В этой открытой гайдамаками долине не водилось никакого зверья. Привести крупных животных… трудно, даже невозможно. И протащили разбойники сквозь тесные проходы и коридоры телят, ягнят и поросят, привязав из за ноги к жердям. В результате мяса, хлеба и овощей стало так много, что никакая сила в мире голодом не могла принудить к сдаче обитателей пещеры Пресьяка. Если бы полякам удалось разрушить отводный канал, процветанию Острова-сада настал бы скорый конец, плодородная долина превратилась бы в пустыню, люди и животные погибли, а великолепные фруктовые деревья высохли бы в первое жаркое лето. Потому-то пуще всего разъярились гайдамаки на попытку осаждающих уничтожить живительный источник.
Население Острова-сада жило наподобие общины Авраамовой в земле обетованной. Старейший — патриарх — всем руководил, давал работу, распределял каждому долю от урожая, и каждый получал сколько надобно для себя и домочадцев своих. Священника не было, как у верующих в Иегову до Моисея. Воскресения не соблюдали. В погожие дни работали, в дождливые отдыхали. Грехов не замаливали, ибо греха не творили. Не странно ли: там, где каждый глава семьи был по меньшей мере грабитель, не знали распрей из-за имущества, не слышалось здесь брани и сквернословия, а женщины, насильно похищенные и ни перед каким алтарем не дававшие клятву верности, умели хранить верность так, что чужой мужчина не мог сказать даже, какого цвета у них глаза.
По нашем прибытии пригласил нас патриарх по имени Журавль к трапезе. Созвал и поселенцев — человек около восьмидесяти. Все они в прошлом были разбойниками, наводящими ужас на людей, а ныне — мирные пастухи и пахари. После пиршества повел нас патриарх к ручью, и мы по-братски выпили из общей тыквенной чаши свежей воды — другие напитки здесь не в ходу. И разбили тыквенную чашу в знак нерушимости нашей дружбы.
Затем выбрал старик место для нашего будущего дома. Площадку обозначили колышками. Жители дружно помогали: один валил деревья, другой пилил, строгал — вся община трудилась для новых поселенцев. За два дня подвели дом под крышу, снабдили необходимой мебелью и утварью. В хлеву стояли корова и коза. Спросил меня Журавль, к чему лежит мое сердце, какую работу мне поручить. Понял я — придется здесь работать, а этому меня не учили ни в школе, ни в походном лагере. Выбрал кузнечное дело — по крайности будешь держать в руках железо, без него мне и жизнь не в жизнь.
Примирился я со своей участью довольно скоро. Плен усыпляет, затуманивает разум человеческий, особо если учесть, что стены темницы сдвинуты из могучих скал и свод небесный — единственное окно. И под стены не подкопаешься, и к окну не взберешься, о побеге не помышляй. Трепыхнешься разок-другой, да и затихнешь.
Вот и я вполне свыкся с новой жизнью: целыми днями работать в кузнице, приходить домой, где на очаге что-то варится-парится, и выслушивать от жены разные разности по хозяйству. То пожалуется, что утенок задохнулся в яйце, то совета моего спрашивает, отчего коровье молоко свернулось: то ли от кислого щавеля, то ли от травы шандры, настоем которой был прополоскан подойник.

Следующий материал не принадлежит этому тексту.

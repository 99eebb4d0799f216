use std::time::Duration;
use tokio::time::{sleep, timeout};
use tracing::{debug, info, warn};

use crate::error::CheckError;
use crate::payment::registry::ActivePayment;
use crate::settlement::traits::{Observation, StatusCheck};

/// Timing for a single governed status check
#[derive(Debug, Clone, Copy, PartialEq, Eq)]
pub struct GovernorConfig {
    /// Hard ceiling for one invoice, measured from the first attempt
    pub deadline: Duration,
    /// Pause between inconclusive attempts
    pub retry_delay: Duration,
}

impl Default for GovernorConfig {
    fn default() -> Self {
        Self {
            deadline: Duration::from_secs(60),
            retry_delay: Duration::from_secs(5),
        }
    }
}

/// A conclusive answer and how many attempts it took
#[derive(Debug, Clone, Copy, PartialEq, Eq)]
pub struct Resolution {
    pub observation: Observation,
    pub attempts: u32,
}

/// Wraps one invoice's status check in a retry loop bounded by a deadline
///
/// Backend errors and inconclusive answers are both retried after
/// `retry_delay`. When the deadline fires, the attempt loop is dropped,
/// cancelling any backend call still in flight; nothing keeps retrying in
/// the background.
#[derive(Debug, Clone)]
pub struct CheckGovernor {
    config: GovernorConfig,
}

impl CheckGovernor {
    pub fn new(config: GovernorConfig) -> Self {
        Self { config }
    }

    pub fn config(&self) -> GovernorConfig {
        self.config
    }

    pub async fn resolve(&self, payment: &ActivePayment) -> Result<Resolution, CheckError> {
        let invoice = payment.id();
        info!("Checking transaction: {}", invoice);

        match timeout(self.config.deadline, self.attempt_until_known(payment)).await {
            Ok(resolution) => Ok(resolution),
            Err(_) => {
                warn!(
                    "Status check for {} gave up after {:?}",
                    invoice, self.config.deadline
                );
                Err(CheckError::Timeout {
                    invoice,
                    after: self.config.deadline,
                })
            }
        }
    }

    async fn attempt_until_known(&self, payment: &ActivePayment) -> Resolution {
        let mut attempts = 0u32;

        loop {
            attempts += 1;

            match payment.check().await {
                Ok(StatusCheck::Resolved(observation)) => {
                    return Resolution {
                        observation,
                        attempts,
                    };
                }
                Ok(StatusCheck::Indeterminate) => {
                    debug!(
                        "Attempt {} for {} inconclusive, retrying in {:?}",
                        attempts,
                        payment.id(),
                        self.config.retry_delay
                    );
                }
                Err(e) => {
                    debug!(
                        "Attempt {} for {} failed via {}: {}, retrying in {:?}",
                        attempts,
                        payment.id(),
                        payment.backend_name(),
                        e,
                        self.config.retry_delay
                    );
                }
            }

            sleep(self.config.retry_delay).await;
        }
    }
}
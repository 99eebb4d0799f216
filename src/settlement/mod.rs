// Settlement backends - one status-check attempt against a chain or provider
pub mod blockbook;
pub mod polygon;
pub mod router;
pub mod solana;
pub mod traits;

pub use router::BackendRouter;
pub use traits::{derive_status, ChainBalance, Observation, SettlementBackend, StatusCheck};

А когда моя разлюбезная Мада, стыдливо зардевшись, шепнула мне секрет, который заставляет мужское сердце сильнее забиться от радости, решил я, в простом своем ликовании, что ничего мне больше в жизни не надобно, и целыми днями думал: предстоит мне вскорости стать отцом и жить счастливо на этом клочке земли. Была эта мысль подобна древесному корню — прирастила она меня к той земле.

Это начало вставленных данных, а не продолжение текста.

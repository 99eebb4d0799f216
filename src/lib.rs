pub mod bootstrap;
pub mod config;
pub mod error;
pub mod lifecycle;
pub mod payment;
pub mod reconciler;
pub mod settlement;
pub mod wallet;

#[cfg(test)]
mod test_support;
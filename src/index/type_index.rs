//! Type-node registry.

use parking_lot::RwLock;
use rustc_hash::FxHashMap;
use smol_str::SmolStr;

use crate::cpg::NodeId;

/// Process-wide registry of `TYPE` nodes, keyed by type full name.
///
/// Type resolution is an external concern: the lowering core only asks
/// whether a node exists for a name. A miss means the `EVAL_TYPE` edge
/// is omitted and may be backfilled by a later pass.
#[derive(Debug, Default)]
pub struct TypeIndex {
    inner: RwLock<FxHashMap<SmolStr, NodeId>>,
}

impl TypeIndex {
    pub fn new() -> Self {
        Self::default()
    }

    pub fn register(&self, full_name: &str, node: NodeId) {
        self.inner.write().insert(SmolStr::new(full_name), node);
    }

    pub fn type_node(&self, full_name: &str) -> Option<NodeId> {
        self.inner.read().get(full_name).copied()
    }

    pub fn len(&self) -> usize {
        self.inner.read().len()
    }

    pub fn is_empty(&self) -> bool {
        self.inner.read().is_empty()
    }
}
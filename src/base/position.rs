/// Position tracking for IR entities and CPG nodes
///
/// Bytecode line tables are sparse: a statement may carry a line number,
/// a column, both, or neither, and decompilers encode "absent" as a
/// negative value. `SourcePos` normalizes all of that into options.
#[derive(Debug, Clone, Copy, Default, PartialEq, Eq, Hash)]
#[cfg_attr(feature = "interchange", derive(serde::Serialize, serde::Deserialize))]
pub struct SourcePos {
    pub line: Option<u32>,
    pub column: Option<u32>,
}

impl SourcePos {
    /// A position with no line or column information.
    pub const NONE: SourcePos = SourcePos {
        line: None,
        column: None,
    };

    pub fn new(line: u32, column: u32) -> Self {
        Self {
            line: Some(line),
            column: Some(column),
        }
    }

    /// Create a position from raw decompiler output, where negative
    /// values mean "unknown".
    pub fn from_raw(line: i32, column: i32) -> Self {
        Self {
            line: u32::try_from(line).ok(),
            column: u32::try_from(column).ok(),
        }
    }

    pub fn line_only(line: u32) -> Self {
        Self {
            line: Some(line),
            column: None,
        }
    }

    pub fn is_none(&self) -> bool {
        self.line.is_none() && self.column.is_none()
    }
}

Как дорогá мне сделалась с той поры моя добрая, славная Мада!
И какие бы блага ни сулила мне судьба, каким бы разнообразием приключений ни прельщала — я не променял бы на них свою дорогую Маду и скромный наш дом, откуда при моем приближении раздавалась звонкая песня.
Колтук-денгенеги, или Нищенский посох
Я растворился в своем тихом счастье, и миром моим стал окруженный скалами Остров-сад; жизнь моя плыла в нежных улыбках и словах, коими добрая Мада встречала меня по возвращении.